Kaku K, Katou M, Igeta M, Ohira T, Sano H
Department of Medicine, Kawasaki Medical School, Okayama, Japan.
Takeda Development Center Japan, Takeda Pharmaceutical Company Limited, Osaka, Japan.
Diabetes Obes Metab. 2015 Dec;17(12):1198-201. doi: 10.1111/dom.12555. Epub 2015 Oct 23.
A phase IV, multicentre, randomized, double-blind, parallel-group, comparative study was conducted in Japanese subjects with type 2 diabetes mellitus (T2DM) who had inadequate glycaemic control, despite treatment with alogliptin in addition to diet and/or exercise therapy. Subjects with glycated haemoglobin (HbA1c) concentrations of 6.9-10.5% were randomized to receive 16 weeks' double-blind treatment with pioglitazone 15 mg, 30 mg once daily or placebo added to alogliptin 25 mg once daily. The primary endpoint was the change in HbA1c from baseline at the end of treatment period (week 16). Both pioglitazone 15 and 30 mg combination therapy resulted in a significantly greater reduction in HbA1c than alogliptin monotherapy [-0.80 and -0.90% vs 0.00% (the least squares mean using analysis of covariance model); p < 0.0001, respectively]. The overall incidence rates of treatment-emergent adverse events were similar among the treatment groups. Pioglitazone/alogliptin combination therapy was effective and generally well tolerated in Japanese subjects with T2DM and is considered to be useful in clinical settings.

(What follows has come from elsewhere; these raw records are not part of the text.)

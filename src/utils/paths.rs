//! Path utilities for ytdl-helper
//!
//! Respects XDG Base Directory Specification

use crate::error::Result;
use std::env;
use std::fs;
use std::path::{Path, PathBuf};

const APP_NAME: &str = "ytdl-helper";

/// Get config directory path
/// Respects XDG_CONFIG_HOME, defaults to ~/.config/ytdl-helper
pub fn get_config_dir() -> PathBuf {
    let base = env::var_os("XDG_CONFIG_HOME")
        .filter(|v| !v.is_empty())
        .map(PathBuf::from)
        .or_else(dirs::config_dir)
        .unwrap_or_else(|| home_dir().join(".config"));

    base.join(APP_NAME)
}

/// Get cache directory path
/// Respects XDG_CACHE_HOME, defaults to ~/.cache/ytdl-helper
pub fn get_cache_dir() -> PathBuf {
    let base = env::var_os("XDG_CACHE_HOME")
        .filter(|v| !v.is_empty())
        .map(PathBuf::from)
        .or_else(dirs::cache_dir)
        .unwrap_or_else(|| home_dir().join(".cache"));

    base.join(APP_NAME)
}

/// Get default settings file path
pub fn get_config_path() -> PathBuf {
    get_config_dir().join("config.json")
}

fn home_dir() -> PathBuf {
    dirs::home_dir().unwrap_or_else(|| PathBuf::from("."))
}

/// Ensure a directory exists
pub fn ensure_dir(path: &Path) -> Result<PathBuf> {
    fs::create_dir_all(path)?;
    Ok(path.to_path_buf())
}

/// Check that files can be written next to `path`, creating its parent if needed
pub fn validate_output_path(path: &Path) -> bool {
    let parent = match path.parent() {
        Some(p) if !p.as_os_str().is_empty() => p,
        _ => Path::new("."),
    };

    if fs::create_dir_all(parent).is_err() {
        return false;
    }

    let probe = parent.join(".ytdl_test");
    let writable = fs::write(&probe, b"").is_ok();
    let _ = fs::remove_file(&probe);
    writable
}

在日本2型糖尿病(T2DM)患者中开展了一项IV期、多中心、随机、双盲、平行组比较研究,这些患者尽管接受了阿格列汀联合饮食和/或运动治疗,但血糖控制仍不佳。糖化血红蛋白(HbA1c)浓度为6.9 - 10.5%的受试者被随机分组,接受为期16周的双盲治疗,分别为每日一次服用15 mg、30 mg吡格列酮或安慰剂,同时每日一次服用25 mg阿格列汀。主要终点是治疗期结束时(第16周)HbA1c相对于基线的变化。与阿格列汀单药治疗相比,15 mg和30 mg吡格列酮联合治疗均能使HbA1c显著降低更多[-0.80%和-0.90% vs 0.00%(使用协方差分析模型的最小二乘均值);p均<0.0001]。各治疗组中治疗期间出现的不良事件总发生率相似。吡格列酮/阿格列汀联合治疗对日本T2DM患者有效且总体耐受性良好,被认为在临床环境中有用。